What the exercise asks: One part of the entries below is wanted: the lines from the one containing "pub trait ContainsWord" through the one containing "fn from_iter<I: IntoIterator<Item". Write those out exactly and nothing else.

Top of Given information

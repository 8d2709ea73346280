use nom::{
    branch::alt,
    bytes::complete::take_while1,
    character::complete::{multispace0, one_of},
    combinator::map,
    IResult,
};
use crate::token::{Span, Token, TokenKind};

const PUNCTUATION: &str = ",;:.?!";
const QUOTES: &str = "«»";

/// Anything that is not whitespace, punctuation or a quote mark belongs to a word.
/// Prepositions (`~tawa`), numerals (`#ATLW`) and loan words pass through untouched.
fn is_word_char(c: char) -> bool {
    !c.is_whitespace() && !PUNCTUATION.contains(c) && !QUOTES.contains(c)
}

#[derive(Debug, Clone)]
pub enum RawToken<'a> {
    Word(&'a str),
    Punct(char),
    Quote(char),
}

pub fn parse_with_spans(original_input: &str) -> Vec<(Span, RawToken)> {
    let mut input = original_input;
    let mut result = Vec::new();

    loop {
        // 1. Skip whitespace
        let (next_input, _) = match multispace0::<&str, nom::error::Error<&str>>(input) {
            Ok(res) => res,
            Err(_) => break,
        };
        input = next_input;

        if input.is_empty() {
            break;
        }

        // 2. Try to match a token
        let parse_res: IResult<&str, RawToken> = alt((
            map(take_while1(is_word_char), RawToken::Word),
            map(one_of(PUNCTUATION), RawToken::Punct),
            map(one_of(QUOTES), RawToken::Quote),
        ))(input);

        match parse_res {
            Ok((next_input, token)) => {
                let len = input.len() - next_input.len();
                let start = input.as_ptr() as usize - original_input.as_ptr() as usize;

                result.push((Span::new(start, start + len), token));
                input = next_input;
            }
            Err(_) => {
                // Skip one char to recover
                if let Some(c) = input.chars().next() {
                    input = &input[c.len_utf8()..];
                } else {
                    break;
                }
            }
        }
    }

    result
}

/// Text -> tokens, spans pointing back into `input`.
pub fn tokenize(input: &str) -> Vec<Token<'_>> {
    parse_with_spans(input)
        .into_iter()
        .map(|(span, raw)| match raw {
            RawToken::Word(text) => Token::word(span, text),
            RawToken::Punct(c) => Token {
                span,
                text: &input[span.start..span.end],
                kind: TokenKind::Punctuation(c),
            },
            RawToken::Quote(c) => Token {
                span,
                text: &input[span.start..span.end],
                kind: TokenKind::Quote(c),
            },
        })
        .collect()
}

#[cfg(test)]
mod tests {
    use super::*;
    use pretty_assertions::assert_eq;

    #[test]
    fn test_tokenize_words_and_punctuation() {
        let tokens = tokenize("mi li moku, a!");
        let texts: Vec<&str> = tokens.iter().map(|t| t.text).collect();
        assert_eq!(texts, vec!["mi", "li", "moku", ",", "a", "!"]);

        assert_eq!(tokens[2].span, Span::new(6, 10));
        assert_eq!(tokens[3].kind, TokenKind::Punctuation(','));
        assert_eq!(tokens[5].kind, TokenKind::Punctuation('!'));
    }

    #[test]
    fn test_prepositions_and_numerals_are_words() {
        let tokens = tokenize("ona li lon ~tawa ma #ATLW");

        assert_eq!(tokens[3].kind, TokenKind::Preposition);
        assert_eq!(tokens[3].bare(), "tawa");
        assert_eq!(tokens[5].text, "#ATLW");
        assert_eq!(tokens[5].kind, TokenKind::Word);
    }

    #[test]
    fn test_quotes_are_separate_tokens() {
        let tokens = tokenize("«toki»");
        let kinds: Vec<TokenKind> = tokens.iter().map(|t| t.kind).collect();
        assert_eq!(
            kinds,
            vec![TokenKind::Quote('«'), TokenKind::Word, TokenKind::Quote('»')]
        );
        // Multi-byte quote marks keep byte offsets consistent
        assert_eq!(&"«toki»"[tokens[1].span.start..tokens[1].span.end], "toki");
    }

    #[test]
    fn test_bare_tilde_is_a_word() {
        let tokens = tokenize("~");
        assert_eq!(tokens[0].kind, TokenKind::Word);
    }
}
use sona_protocol::Particle;

#[derive(Debug, Clone, Copy, PartialEq, Eq, Hash)]
pub struct Span {
    pub start: usize,
    pub end: usize,
}

impl Span {
    pub fn new(start: usize, end: usize) -> Self {
        Self { start, end }
    }

    pub fn len(&self) -> usize {
        self.end - self.start
    }

    pub fn is_empty(&self) -> bool {
        self.start == self.end
    }
}

#[derive(Debug, Clone, Copy, PartialEq, Eq)]
pub enum TokenKind {
    /// Any word, particles included
    Word,
    /// A word carrying the `~` preposition marker
    Preposition,
    /// Sentence punctuation or a comma
    Punctuation(char),
    /// Quotation marks « »
    Quote(char),
}

#[derive(Debug, Clone, Copy, PartialEq, Eq)]
pub struct Token<'a> {
    pub span: Span,
    pub text: &'a str,
    pub kind: TokenKind,
}

impl<'a> Token<'a> {
    pub fn word(span: Span, text: &'a str) -> Self {
        let kind = if text.len() > 1 && text.starts_with('~') {
            TokenKind::Preposition
        } else {
            TokenKind::Word
        };
        Self { span, text, kind }
    }

    pub fn is(&self, particle: Particle) -> bool {
        self.kind == TokenKind::Word && self.text == particle.word()
    }

    pub fn particle(&self) -> Option<Particle> {
        match self.kind {
            TokenKind::Word => Particle::from_word(self.text),
            _ => None,
        }
    }

    pub fn is_preposition(&self) -> bool {
        self.kind == TokenKind::Preposition
    }

    /// The text with any preposition marker removed.
    pub fn bare(&self) -> &'a str {
        match self.kind {
            TokenKind::Preposition => &self.text[1..],
            _ => self.text,
        }
    }
}

/// Rebuilds the space-separated text of a token run, for cache keys and diagnostics.
pub fn fragment(tokens: &[Token<'_>]) -> String {
    let mut text = String::new();
    for (i, token) in tokens.iter().enumerate() {
        if i > 0 {
            text.push(' ');
        }
        text.push_str(token.text);
    }
    text
}

pub fn contains(tokens: &[Token<'_>], particle: Particle) -> bool {
    tokens.iter().any(|t| t.is(particle))
}

/// Drops one leading `particle`, if present.
pub fn strip_leading<'t, 'a>(tokens: &'t [Token<'a>], particle: Particle) -> &'t [Token<'a>] {
    match tokens.split_first() {
        Some((first, rest)) if first.is(particle) => rest,
        _ => tokens,
    }
}
use alloc::collections::{BTreeMap, BTreeSet};
use alloc::string::String;
use alloc::vec::Vec;

use crate::class::WordClass;
use crate::model::{ArchivedDictionary, Dictionary};

/// The dictionary collaborator the parser consults. Everything the grammar engine
/// needs to know about a word goes through this trait.
pub trait Lexicon {
    /// Classification of a single word. Unknown words classify as empty.
    fn classify(&self, word: &str) -> WordClass;

    /// Whether `head` followed by `tail` forms a single licensed compound.
    fn validate_compound(&self, head: &str, tail: &[&str]) -> bool;

    fn is_particle(&self, word: &str) -> bool {
        self.classify(word).contains(WordClass::PARTICLE)
    }

    fn is_modal(&self, word: &str) -> bool {
        self.classify(word).contains(WordClass::MODAL)
    }

    fn is_interjection(&self, word: &str) -> bool {
        self.classify(word).contains(WordClass::INTERJECTION)
    }

    /// Poman numerals: `#` followed by letters or digits, e.g. `#ATLW`.
    fn is_numeral_literal(&self, word: &str) -> bool {
        is_poman_numeral(word)
    }
}

pub fn is_poman_numeral(word: &str) -> bool {
    match word.strip_prefix('#') {
        Some(rest) => !rest.is_empty() && rest.chars().all(|c| c.is_ascii_alphanumeric()),
        None => false,
    }
}

fn is_proper(word: &str) -> bool {
    word.chars().next().is_some_and(char::is_uppercase)
}

/// Classification for words the dictionary does not list.
fn classify_unlisted(word: &str) -> WordClass {
    if is_poman_numeral(word) {
        WordClass::NUMERAL
    } else if is_proper(word) {
        WordClass::PROPER | WordClass::CONTENT
    } else {
        WordClass::empty()
    }
}

/// A head followed only by proper modifiers is a name (`jan Mato`, `ma Kanata`).
fn is_proper_name(tail: &[&str]) -> bool {
    !tail.is_empty() && tail.iter().all(|w| is_proper(w))
}

/// In-memory index over a `Dictionary`: O(log n) lookups instead of linear scans.
#[derive(Debug, Clone, Default)]
pub struct Vocabulary {
    words: BTreeMap<String, WordClass>,
    compounds: BTreeSet<Vec<String>>,
}

impl Vocabulary {
    pub fn builtin() -> Self {
        Self::from(&Dictionary::builtin())
    }

    pub fn insert(&mut self, word: impl Into<String>, class: WordClass) {
        *self.words.entry(word.into()).or_insert_with(WordClass::empty) |= class;
    }

    pub fn insert_compound<S: AsRef<str>>(&mut self, words: &[S]) {
        self.compounds
            .insert(words.iter().map(|w| String::from(w.as_ref())).collect());
    }

    pub fn len(&self) -> usize {
        self.words.len()
    }

    pub fn is_empty(&self) -> bool {
        self.words.is_empty()
    }
}

impl From<&Dictionary> for Vocabulary {
    fn from(dict: &Dictionary) -> Self {
        let mut vocabulary = Vocabulary::default();
        for entry in &dict.entries {
            vocabulary.insert(entry.text.clone(), entry.class());
        }
        for compound in &dict.compounds {
            let mut words = Vec::with_capacity(compound.tail.len() + 1);
            words.push(compound.head.clone());
            words.extend(compound.tail.iter().cloned());
            vocabulary.compounds.insert(words);
        }
        vocabulary
    }
}

impl Lexicon for Vocabulary {
    fn classify(&self, word: &str) -> WordClass {
        self.words
            .get(word)
            .copied()
            .unwrap_or_else(|| classify_unlisted(word))
    }

    fn validate_compound(&self, head: &str, tail: &[&str]) -> bool {
        if tail.is_empty() || self.is_particle(head) {
            return false;
        }
        if is_proper_name(tail) {
            return true;
        }
        let mut key = Vec::with_capacity(tail.len() + 1);
        key.push(String::from(head));
        key.extend(tail.iter().map(|w| String::from(*w)));
        self.compounds.contains(&key)
    }
}

/// Lookups straight against an archived (rkyv) dictionary.
/// Linear scan, suited to small lexicons loaded zero-copy.
impl Lexicon for ArchivedDictionary {
    fn classify(&self, word: &str) -> WordClass {
        self.entries
            .iter()
            .find(|entry| entry.text.as_str() == word)
            .map(|entry| entry.class())
            .unwrap_or_else(|| classify_unlisted(word))
    }

    fn validate_compound(&self, head: &str, tail: &[&str]) -> bool {
        if tail.is_empty() || self.is_particle(head) {
            return false;
        }
        if is_proper_name(tail) {
            return true;
        }
        self.compounds.iter().any(|compound| {
            compound.head.as_str() == head
                && compound.tail.len() == tail.len()
                && compound
                    .tail
                    .iter()
                    .zip(tail)
                    .all(|(archived, word)| archived.as_str() == *word)
        })
    }
}
/// Anything that can be asked which words it is made of.
pub trait ContainsWord {
    fn words(&self) -> Vec<&Word>;

    fn contains(&self, word: &Word) -> bool {
        self.words().into_iter().any(|w| w == word)
    }
}

/// Modifiers or adverbs: equality ignores order (`jan pona suli` == `jan suli pona`).
#[derive(Debug, Clone, Default, Eq)]
#[cfg_attr(feature = "serde", derive(Serialize))]
#[cfg_attr(feature = "serde", serde(transparent))]
pub struct WordSet(Vec<Lexeme>);

impl WordSet {
    pub fn iter(&self) -> std::slice::Iter<'_, Lexeme> {
        self.0.iter()
    }

    pub fn len(&self) -> usize {
        self.0.len()
    }

    pub fn is_empty(&self) -> bool {
        self.0.is_empty()
    }

    fn sorted(&self) -> Vec<&Lexeme> {
        let mut items: Vec<&Lexeme> = self.0.iter().collect();
        items.sort();
        items
    }
}

impl PartialEq for WordSet {
    fn eq(&self, other: &Self) -> bool {
        self.0.len() == other.0.len() && self.sorted() == other.sorted()
    }
}

impl FromIterator<Lexeme> for WordSet {
    fn from_iter<I: IntoIterator<Item = Lexeme>>(iter: I) -> Self {
        WordSet(iter.into_iter().collect())
    }
}

impl ContainsWord for WordSet {
    fn words(&self) -> Vec<&Word> {
        self.0.iter().flat_map(Lexeme::words).collect()
    }
}

impl fmt::Display for WordSet {
    fn fmt(&self, f: &mut fmt::Formatter<'_>) -> fmt::Result {
        write_joined(f, self.0.iter(), " ")
    }
}

/// A head word, its modifiers, and any prepositional phrases hanging off it.
#[derive(Debug, Clone, PartialEq, Eq)]
#[cfg_attr(feature = "serde", derive(Serialize))]
pub struct HeadedPhrase {
    head: Lexeme,
    modifiers: WordSet,
    prepositions: Vec<PrepositionalPhrase>,
}

impl HeadedPhrase {
    pub(crate) fn new(head: Lexeme, modifiers: WordSet, prepositions: Vec<PrepositionalPhrase>) -> Self {
        Self {
            head,
            modifiers,
            prepositions,
        }
    }

    pub fn head(&self) -> &Lexeme {
        &self.head
    }

    pub fn modifiers(&self) -> &WordSet {
        &self.modifiers
    }

    pub fn prepositions(&self) -> &[PrepositionalPhrase] {
        &self.prepositions
    }

    /// A bare single word: no modifiers, no prepositions, not a compound.
    pub fn single_word(&self) -> Option<&Word> {
        if self.modifiers.is_empty() && self.prepositions.is_empty() {
            self.head.as_word()
        } else {
            None
        }
    }
}

impl ContainsWord for HeadedPhrase {
    fn words(&self) -> Vec<&Word> {
        let mut words = self.head.words();
        words.extend(self.modifiers.words());
        words.extend(self.prepositions.iter().flat_map(ContainsWord::words));
        words
    }
}

impl fmt::Display for HeadedPhrase {
    fn fmt(&self, f: &mut fmt::Formatter<'_>) -> fmt::Result {
        write!(f, "{}", self.head)?;
        if !self.modifiers.is_empty() {
            write!(f, " {}", self.modifiers)?;
        }
        for preposition in &self.prepositions {
            write!(f, " {}", preposition)?;
        }
        Ok(())
    }
}
//! The built-in toki pona vocabulary (the pu word list plus a few common compounds).

use alloc::string::String;
use alloc::vec::Vec;

use crate::class::WordClass;
use crate::model::{Compound, Dictionary, Entry};

const X: u32 = WordClass::PARTICLE.bits();
const C: u32 = WordClass::CONTENT.bits();
const M: u32 = WordClass::MODAL.bits();
const P: u32 = WordClass::PREPOSITION.bits();
const I: u32 = WordClass::INTERJECTION.bits();
const N: u32 = WordClass::NUMERAL.bits();

const WORDS: &[(&str, u32)] = &[
    ("a", X | I),
    ("akesi", C),
    ("ala", C),
    ("alasa", C | M),
    ("ale", C | N),
    ("ali", C | N),
    ("anpa", C),
    ("ante", C),
    ("anu", X),
    ("awen", C | M),
    ("e", X),
    ("en", X),
    ("esun", C),
    ("ijo", C),
    ("ike", C | I),
    ("ilo", C),
    ("insa", C),
    ("jaki", C),
    ("jan", C),
    ("jelo", C),
    ("jo", C),
    ("kala", C),
    ("kalama", C),
    ("kama", C | M),
    ("kasi", C),
    ("ken", C | M),
    ("kepeken", C | P),
    ("kili", C),
    ("kin", X | C),
    ("kiwen", C),
    ("ko", C),
    ("kon", C),
    ("kule", C),
    ("kulupu", C),
    ("kute", C),
    ("la", X),
    ("lape", C),
    ("laso", C),
    ("lawa", C),
    ("len", C),
    ("lete", C),
    ("li", X),
    ("lili", C),
    ("linja", C),
    ("lipu", C),
    ("loje", C),
    ("lon", C | P),
    ("luka", C | N),
    ("lukin", C | M),
    ("lupa", C),
    ("ma", C),
    ("mama", C),
    ("mani", C),
    ("meli", C),
    ("mi", C),
    ("mije", C),
    ("moku", C),
    ("moli", C),
    ("monsi", C),
    ("mu", C | I),
    ("mun", C),
    ("musi", C),
    ("mute", C | N),
    ("nanpa", C),
    ("nasa", C),
    ("nasin", C),
    ("nena", C),
    ("ni", C),
    ("nimi", C),
    ("noka", C),
    ("o", X | I),
    ("olin", C),
    ("ona", C),
    ("open", C | M),
    ("pakala", C | I),
    ("pali", C),
    ("palisa", C),
    ("pan", C),
    ("pana", C),
    ("pi", X),
    ("pilin", C),
    ("pimeja", C),
    ("pini", C | M),
    ("pipi", C),
    ("poka", C),
    ("poki", C),
    ("pona", C | I),
    ("pu", C),
    ("sama", C | P),
    ("seli", C),
    ("selo", C),
    ("seme", C),
    ("sewi", C),
    ("sijelo", C),
    ("sike", C),
    ("sin", C),
    ("sina", C),
    ("sinpin", C),
    ("sitelen", C),
    ("sona", C | M),
    ("soweli", C),
    ("suli", C),
    ("suno", C),
    ("supa", C),
    ("suwi", C),
    ("tan", C | P),
    ("taso", X | C),
    ("tawa", C | P),
    ("telo", C),
    ("tenpo", C),
    ("toki", C | I),
    ("tomo", C),
    ("tu", C | N),
    ("unpa", C),
    ("uta", C),
    ("utala", C),
    ("walo", C),
    ("wan", C | N),
    ("waso", C),
    ("wawa", C),
    ("weka", C),
    ("wile", C | M),
];

const COMPOUNDS: &[&[&str]] = &[
    &["tomo", "tawa"],
    &["tomo", "tawa", "kon"],
    &["tomo", "tawa", "telo"],
    &["jan", "lawa"],
    &["telo", "nasa"],
    &["ma", "tomo"],
    &["ilo", "sona"],
    &["tenpo", "suno"],
];

impl Dictionary {
    /// The vocabulary that ships with the engine. Used when no compiled lexicon is supplied.
    pub fn builtin() -> Dictionary {
        let entries = WORDS
            .iter()
            .map(|&(text, class)| Entry {
                text: String::from(text),
                class,
            })
            .collect();

        let compounds = COMPOUNDS
            .iter()
            .map(|words| Compound {
                head: String::from(words[0]),
                tail: words[1..].iter().map(|w| String::from(*w)).collect::<Vec<_>>(),
            })
            .collect();

        Dictionary {
            version: 1,
            entries,
            compounds,
        }
    }
}
pub mod ast;
pub mod cache;
pub mod error;
pub mod parser;
pub mod split;
pub mod token;

mod chain;
mod context;
mod phrase;
mod predicate;
mod syntax;
mod validate;

pub use ast::{
    Chain, ChainLink, ComplexChain, ConditionalSentence, ContainsWord, HeadedPhrase, LaFragment, Mood, Predicate,
    PredicateKind, PrepositionalPhrase, Sentence, SimpleSentence, VerbPhrase, WordSet,
};
pub use cache::ParseCache;
pub use error::{ErrorKind, ParseError, ParseResult};
pub use parser::tokenize;
pub use sona_morph::{Lexeme, TaggedWord};

use sona_protocol::{Dialect, Lexicon};
use tracing::debug;

use crate::context::Context;

/// Turns one normalized sentence into a `Sentence` tree.
///
/// The lexicon is borrowed for the parser's lifetime: a `Vocabulary` built in memory,
/// or an `ArchivedDictionary` read zero-copy from a compiled lexicon.
pub struct Parser<'a> {
    lexicon: &'a dyn Lexicon,
    dialect: Dialect,
}

impl<'a> Parser<'a> {
    pub fn new(lexicon: &'a dyn Lexicon) -> Self {
        Self {
            lexicon,
            dialect: Dialect::default(),
        }
    }

    pub fn with_dialect(mut self, dialect: Dialect) -> Self {
        self.dialect = dialect;
        self
    }

    pub fn dialect(&self) -> Dialect {
        self.dialect
    }

    /// Parses `normalized`; `original` is only used in diagnostics.
    pub fn parse(&self, normalized: &str, original: &str) -> ParseResult<Sentence> {
        let mut cache = ParseCache::new();
        self.parse_with_cache(normalized, original, &mut cache)
    }

    /// Like `parse`, sharing resolved chains and phrases with earlier calls.
    pub fn parse_with_cache(&self, normalized: &str, original: &str, cache: &mut ParseCache) -> ParseResult<Sentence> {
        let mut ctx = Context {
            lexicon: self.lexicon,
            dialect: self.dialect,
            cache,
        };

        syntax::parse_sentence(&mut ctx, normalized, original).map_err(|err| {
            debug!(sentence = original, kind = ?err.kind(), %err, "parse failed");
            err
        })
    }

    /// `None` instead of an error, for callers that only want the successes.
    pub fn try_parse(&self, normalized: &str, original: &str) -> Option<Sentence> {
        self.parse(normalized, original).ok()
    }
}

#[cfg(test)]
mod tests {
    use super::*;
    use pretty_assertions::assert_eq;
    use proptest::prelude::*;
    use rkyv::{check_archived_root, to_bytes};
    use sona_protocol::{
        Compound, Dictionary, Entry, Particle, Punctuation, Vocabulary, Word, WordClass,
    };

    fn parse(text: &str) -> ParseResult<Sentence> {
        let vocabulary = Vocabulary::builtin();
        Parser::new(&vocabulary).parse(text, text)
    }

    fn word(text: &str) -> Lexeme {
        Lexeme::Simple(Word::from(text))
    }

    #[test]
    fn test_simple_intransitive() {
        let sentence = parse("mi li moku.").unwrap();
        let simple = sentence.as_simple().unwrap();

        assert_eq!(simple.subject().unwrap().to_string(), "mi");
        assert_eq!(simple.predicates().len(), 1);

        let predicate = &simple.predicates()[0];
        assert_eq!(predicate.particle(), Particle::Li);
        assert_eq!(predicate.verb_phrase().unwrap().head(), Some(&word("moku")));
        assert!(predicate.verb_phrase().unwrap().modals().is_empty());
        assert!(predicate.direct_objects().is_none());
        assert!(predicate.prepositions().is_empty());
        assert_eq!(simple.punctuation(), Some(Punctuation::Period));
    }

    #[test]
    fn test_double_particle() {
        let err = parse("jan li li moku.").unwrap_err();
        assert_eq!(err.kind(), ErrorKind::Grammar);
        assert!(err.to_string().contains("li li"));
    }

    #[test]
    fn test_conditional() {
        let sentence = parse("sina wile la mi moku.").unwrap();
        let conditional = sentence.as_conditional().unwrap();

        assert_eq!(conditional.preconditions().len(), 1);
        let precondition = conditional.preconditions()[0].as_simple().unwrap();
        assert_eq!(precondition.subject().unwrap().to_string(), "sina");
        assert_eq!(precondition.predicates()[0].verb_phrase().unwrap().head(), Some(&word("wile")));
        assert_eq!(precondition.punctuation(), None);

        let conclusion = conditional.conclusion().as_simple().unwrap();
        assert_eq!(conclusion.subject().unwrap().to_string(), "mi");
        assert_eq!(conclusion.predicates()[0].verb_phrase().unwrap().head(), Some(&word("moku")));
        assert_eq!(conclusion.punctuation(), Some(Punctuation::Period));
    }

    #[test]
    fn test_imperative() {
        let sentence = parse("o moku!").unwrap();
        let simple = sentence.as_simple().unwrap();

        assert!(simple.subject().is_none());
        assert_eq!(simple.mood(), Mood::Imperative);
        assert_eq!(simple.predicates()[0].particle(), Particle::O);
        assert_eq!(simple.predicates()[0].verb_phrase().unwrap().head(), Some(&word("moku")));
        assert_eq!(simple.punctuation(), Some(Punctuation::Exclamation));
    }

    #[test]
    fn test_trailing_predicate_marker() {
        let err = parse("jan li").unwrap_err();
        assert_eq!(err.kind(), ErrorKind::Syntax);
        assert!(matches!(err, ParseError::TrailingPredicateMarker { .. }));
    }

    #[test]
    fn test_transitive_with_two_objects() {
        let sentence = parse("mi li jo e soweli e kili.").unwrap();
        let predicate = &sentence.as_simple().unwrap().predicates()[0];

        assert_eq!(predicate.verb_phrase().unwrap().head(), Some(&word("jo")));
        let objects = predicate.direct_objects().unwrap();
        assert_eq!(objects.particle(), Particle::E);

        let heads: Vec<String> = objects
            .links()
            .iter()
            .map(|link| match link {
                ChainLink::Simple(chain) => {
                    assert_eq!(chain.particle(), Particle::Pi);
                    chain.phrases()[0].head().to_string()
                }
                other => panic!("Expected a pi chain, got {:?}", other),
            })
            .collect();
        assert_eq!(heads, vec!["soweli", "kili"]);
    }

    #[test]
    fn test_try_parse() {
        let vocabulary = Vocabulary::builtin();
        let parser = Parser::new(&vocabulary);

        assert!(parser.try_parse("jan li moku.", "jan li moku.").is_some());
        assert!(parser.try_parse("jan li", "jan li").is_none());
    }

    #[test]
    fn test_strict_dialect_rejects_li_pi() {
        let vocabulary = Vocabulary::builtin();
        let lenient = Parser::new(&vocabulary);
        let strict = Parser::new(&vocabulary).with_dialect(Dialect::strict());

        assert!(lenient.parse("ona li pi jan pona.", "").is_ok());
        let err = strict.parse("ona li pi jan pona.", "").unwrap_err();
        assert_eq!(err.kind(), ErrorKind::Syntax);
    }

    #[test]
    fn test_cache_is_shared_across_sentences() {
        let vocabulary = Vocabulary::builtin();
        let parser = Parser::new(&vocabulary);
        let mut cache = ParseCache::new();

        parser.parse_with_cache("jan pi ma suli li moku.", "", &mut cache).unwrap();
        assert!(!cache.is_empty());
        let hits = cache.hits();

        parser.parse_with_cache("jan pi ma suli li lape.", "", &mut cache).unwrap();
        assert!(cache.hits() > hits);
    }

    #[test]
    fn test_archived_lexicon() {
        // A tiny compiled lexicon: no `tomo tawa` compound, so the words stay apart
        let dict = Dictionary {
            version: 1,
            entries: vec![
                Entry { text: "li".into(), class: WordClass::PARTICLE.bits() },
                Entry { text: "e".into(), class: WordClass::PARTICLE.bits() },
                Entry { text: "tomo".into(), class: WordClass::CONTENT.bits() },
                Entry { text: "tawa".into(), class: (WordClass::CONTENT | WordClass::PREPOSITION).bits() },
            ],
            compounds: vec![Compound {
                head: "jan".into(),
                tail: vec!["lawa".into()],
            }],
        };

        let bytes = to_bytes::<_, 1024>(&dict).expect("Failed to serialize dictionary");
        let archived = check_archived_root::<Dictionary>(&bytes).expect("Corrupt archive");

        let parser = Parser::new(archived);
        let sentence = parser.parse("jan lawa li tomo tawa.", "").unwrap();
        let simple = sentence.as_simple().unwrap();

        let subject = &simple.subject().unwrap().words();
        assert_eq!(subject.len(), 2);
        assert!(matches!(
            simple.subject().unwrap().links()[0],
            ChainLink::Complex(ref pi) if matches!(pi.links()[0], ChainLink::Simple(ref chain) if matches!(chain.phrases()[0].head(), Lexeme::Tagged(_)))
        ));

        let verb = simple.predicates()[0].verb_phrase().unwrap();
        assert_eq!(verb.head(), Some(&word("tomo")));
        assert_eq!(verb.adverbs().len(), 1);
    }

    #[test]
    fn test_segments_and_words() {
        let sentence = parse("jan en soweli li moku e kili ~lon tomo.").unwrap();

        assert_eq!(sentence.segments().len(), 2);
        let words: Vec<&str> = sentence.words().into_iter().map(Word::as_str).collect();
        assert_eq!(words, vec!["jan", "soweli", "moku", "kili", "lon", "tomo"]);
        assert!(sentence.contains(&Word::from("lon")));
        assert!(!sentence.contains(&Word::from("li")));
    }

    #[test]
    fn test_render_round_trip_examples() {
        for text in [
            "mi li moku.",
            "jan pi ma suli en soweli li moku e kili e telo ~kepeken ilo.",
            "o moku!",
            "tenpo pini la jan li kama la mi li pona.",
            "ona li lon ~tawa ma.",
            "sina li wile ala wile moku?",
            "jan Sonja o taso mi li moku.",
            "jan Mato o o moku!",
            "ona li pi jan pona e kili.",
        ] {
            let sentence = parse(text).unwrap();
            assert_eq!(sentence.to_string(), text);
            assert_eq!(parse(&sentence.to_string()).unwrap(), sentence);
        }
    }

    fn content_word() -> impl Strategy<Value = &'static str> {
        prop::sample::select(vec!["jan", "moku", "pona", "soweli", "kili", "suli", "tomo", "ma"])
    }

    proptest! {
        #[test]
        fn test_trailing_li_always_fails(
            words in prop::collection::vec(content_word(), 0..6),
            punctuation in prop::sample::select(vec!["", ".", "!", "?"]),
        ) {
            let text = format!("{} li{}", words.join(" "), punctuation);
            let text = text.trim_start();

            let err = parse(text).unwrap_err();
            prop_assert_eq!(err.kind(), ErrorKind::Syntax);
        }

        #[test]
        fn test_double_particle_always_fails(
            before in prop::collection::vec(content_word(), 1..4),
            after in prop::collection::vec(content_word(), 1..4),
            particle in prop::sample::select(vec!["li", "e", "la", "pi"]),
        ) {
            let text = format!("{} {} {} {}.", before.join(" "), particle, particle, after.join(" "));

            let err = parse(&text).unwrap_err();
            prop_assert_eq!(err.kind(), ErrorKind::Grammar);
        }

        #[test]
        fn test_parsed_sentences_survive_rendering(
            subject in prop::collection::vec(content_word(), 1..3),
            verb in prop::collection::vec(content_word(), 1..3),
            object in prop::option::of(prop::collection::vec(content_word(), 1..3)),
        ) {
            let mut text = format!("{} li {}", subject.join(" "), verb.join(" "));
            if let Some(object) = &object {
                text.push_str(" e ");
                text.push_str(&object.join(" "));
            }
            text.push('.');

            if let Ok(sentence) = parse(&text) {
                let rendered = sentence.to_string();
                prop_assert_eq!(parse(&rendered).unwrap(), sentence);
            }
        }
    }
}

Bottom of Given information

Answer to the problem:
pub trait ContainsWord {
    fn words(&self) -> Vec<&Word>;

    fn contains(&self, word: &Word) -> bool {
        self.words().into_iter().any(|w| w == word)
    }
}

/// Modifiers or adverbs: equality ignores order (`jan pona suli` == `jan suli pona`).
#[derive(Debug, Clone, Default, Eq)]
#[cfg_attr(feature = "serde", derive(Serialize))]
#[cfg_attr(feature = "serde", serde(transparent))]
pub struct WordSet(Vec<Lexeme>);

impl WordSet {
    pub fn iter(&self) -> std::slice::Iter<'_, Lexeme> {
        self.0.iter()
    }

    pub fn len(&self) -> usize {
        self.0.len()
    }

    pub fn is_empty(&self) -> bool {
        self.0.is_empty()
    }

    fn sorted(&self) -> Vec<&Lexeme> {
        let mut items: Vec<&Lexeme> = self.0.iter().collect();
        items.sort();
        items
    }
}

impl PartialEq for WordSet {
    fn eq(&self, other: &Self) -> bool {
        self.0.len() == other.0.len() && self.sorted() == other.sorted()
    }
}

impl FromIterator<Lexeme> for WordSet {
    fn from_iter<I: IntoIterator<Item = Lexeme>>(iter: I) -> Self {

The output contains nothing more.